Low-Power Organic LED Fabricated by a Novel Solution-Based Process for Photoplethysmography Sensing

Power consumption level of electronic devices has always been considered as an important factor for a wide range of applications. In this study, a novel fabrication step, namely, predrying, applicable to solution-based fabrication processes is proposed to minimize the overall power consumption of organic light-emitting diodes (OLEDs). The predry step allows the solution to dwell on the substrate for a certain short time before the spin coater is turned on.
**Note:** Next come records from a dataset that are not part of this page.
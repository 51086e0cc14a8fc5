// Copyright (c) 2022 Huawei Technologies Co.,Ltd. All rights reserved.
//
// sysMaster is licensed under Mulan PSL v2.
// You can use this software according to the terms and conditions of the Mulan
// PSL v2.
// You may obtain a copy of Mulan PSL v2 at:
//         http://license.coscl.org.cn/MulanPSL2
// THIS SOFTWARE IS PROVIDED ON AN "AS IS" BASIS, WITHOUT WARRANTIES OF ANY
// KIND, EITHER EXPRESS OR IMPLIED, INCLUDING BUT NOT LIMITED TO
// NON-INFRINGEMENT, MERCHANTABILITY OR FIT FOR A PARTICULAR PURPOSE.
// See the Mulan PSL v2 for more details.

//! the utils of the path operation
//!
use std::path::Path;

/// The maximum length of a linux path
pub const PATH_LENGTH_MAX: usize = 4096;

/// return true if the path of a and b equaled.
pub fn path_equal(a: &str, b: &str) -> bool {
    let p_a = Path::new(a);
    let p_b = Path::new(b);
    p_a == p_b
}

/// check if the given path is an absolute path
pub fn path_is_absolute(s: &str) -> bool {
    s.starts_with('/')
}

/// check if the given path refers to a device node, either in /dev or in /sys
pub fn is_device_path(s: &str) -> bool {
    s.starts_with("/dev/") || s.starts_with("/sys/")
}

/// Remove redundant inner and trailing slashes and unnecessary dots to simplify path.
/// e.g., //foo//.//bar/ becomes /foo/bar
/// .//foo//.//bar/ becomes foo/bar
pub fn path_simplify(s: &str) -> String {
    let mut ret = String::new();

    let mut pre = "";

    for com in s.split('/') {
        match com {
            "" => {
                if ret.is_empty() && pre.is_empty() {
                    ret.push('/');
                }
            }
            "." => {
                if pre.is_empty() {
                    pre = ".";
                }
            }
            _ => {
                ret.push_str(com);
                ret.push('/');
                pre = com;
            }
        }
    }
    /* drop the trailing slash, but keep a bare root */
    if ret.len() > 1 && ret.ends_with('/') {
        let _ = ret.pop();
    }

    ret
}

/// return true if the path contains no "." or ".." component and no
/// duplicated slashes, i.e. simplifying it won't change anything except a
/// trailing slash.
pub fn path_is_normalized(s: &str) -> bool {
    if s.is_empty() || s.len() > PATH_LENGTH_MAX {
        return false;
    }

    if s.contains("//") {
        return false;
    }

    !s.split('/').any(|com| com == "." || com == "..")
}

/// return the last component of the path, the whole string if there is no slash.
pub fn basename(s: &str) -> &str {
    let trimmed = s.trim_end_matches('/');
    if trimmed.is_empty() {
        return if s.is_empty() { "" } else { "/" };
    }
    match trimmed.rfind('/') {
        Some(pos) => &trimmed[pos + 1..],
        None => trimmed,
    }
}

#[cfg(test)]
mod tests {
    use super::*;

    #[test]
    fn test_path_equal() {
        assert!(path_equal("/etc", "/etc"));
        assert!(path_equal("//etc", "/etc"));
        assert!(path_equal("/etc//", "/etc"));
        assert!(!path_equal("/etc", "./etc"));
        assert!(path_equal("/x/./y", "/x/y"));
        assert!(!path_equal("/etc", "/var"));
        assert!(path_equal("/", "//"));
        assert!(!path_equal("/sysroot", "/"));
    }

    #[test]
    fn test_path_simplify() {
        assert_eq!(path_simplify("//foo//.//bar/"), "/foo/bar");
        assert_eq!(path_simplify(".//foo//.//bar/"), "foo/bar");
        assert_eq!(path_simplify("foo//.//bar/"), "foo/bar");
        assert_eq!(path_simplify("///"), "/");
    }

    #[test]
    fn test_is_device_path() {
        assert!(is_device_path("/dev/sda1"));
        assert!(is_device_path("/dev/disk/by-label/root"));
        assert!(is_device_path("/sys/devices/virtual/block/loop0"));
        assert!(!is_device_path("/devices/sda"));
        assert!(!is_device_path("server:/export"));
        assert!(!is_device_path("LABEL=root"));
        assert!(!is_device_path("tmpfs"));
    }

    #[test]
    fn test_path_is_normalized() {
        assert!(path_is_normalized("/data"));
        assert!(path_is_normalized("/data/"));
        assert!(!path_is_normalized("/data/../etc"));
        assert!(!path_is_normalized("/data/./x"));
        assert!(!path_is_normalized("//data"));
        assert!(!path_is_normalized(""));
    }

    #[test]
    fn test_basename() {
        assert_eq!(basename("/usr/lib/systemd/system/foo.service"), "foo.service");
        assert_eq!(basename("foo.service"), "foo.service");
        assert_eq!(basename("/a/b/"), "b");
        assert_eq!(basename("/"), "/");
        assert_eq!(basename(""), "");
    }
}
It is experimentally shown that the predrying step for OLEDs with the hole transfer layer (HTL) of poly(3,4-ethylenedioxythiophene):poly(styrene sulfonate) (PEDOT:PSS) can reduce the ohmic loss by a factor of 2.41, in addition to reducing the turn-on voltage by 0.9 V and increasing the luminance 1.3 times at 15 V in comparison to the fabricated OLED without predrying step. To further minimize the power consumption of OLEDs, it is proposed to replace PEDOT:PSS with copper(I) thiocyanate (CuSCN) as HTL, which can be deposited by a solution fabrication process including the predrying step. A comparison among the fabricated OLEDs with the predried HTLs made of CuSCN and PEDOT:PSS indicates that the generated luminance increases by a factor of 4.28 from 2.8 to 12 kcd/m2 for an identical voltage of 11 V. Due to the superior performance of the proposed OLED based on the predried HTL of CuSCN, its behavior as a light source for photoplethysmography (PPG) sensing systems is surveyed. In this article, the PPG sensor is implemented in the form of a flexible-hybrid sensor system, in which the fabricated OLED and a commercial photodiode are housed on a flexible substrate. Results confirm that the implemented flexible-hybrid PPG sensor operating in reflectance mode can acquire high-quality PPG signals with relatively low power consumption and accurately estimate heart rate (HR). The competency of the proposed OLED as a low-power solution for PPG sensor technology is highlighted by comparing its performance with the state of the art.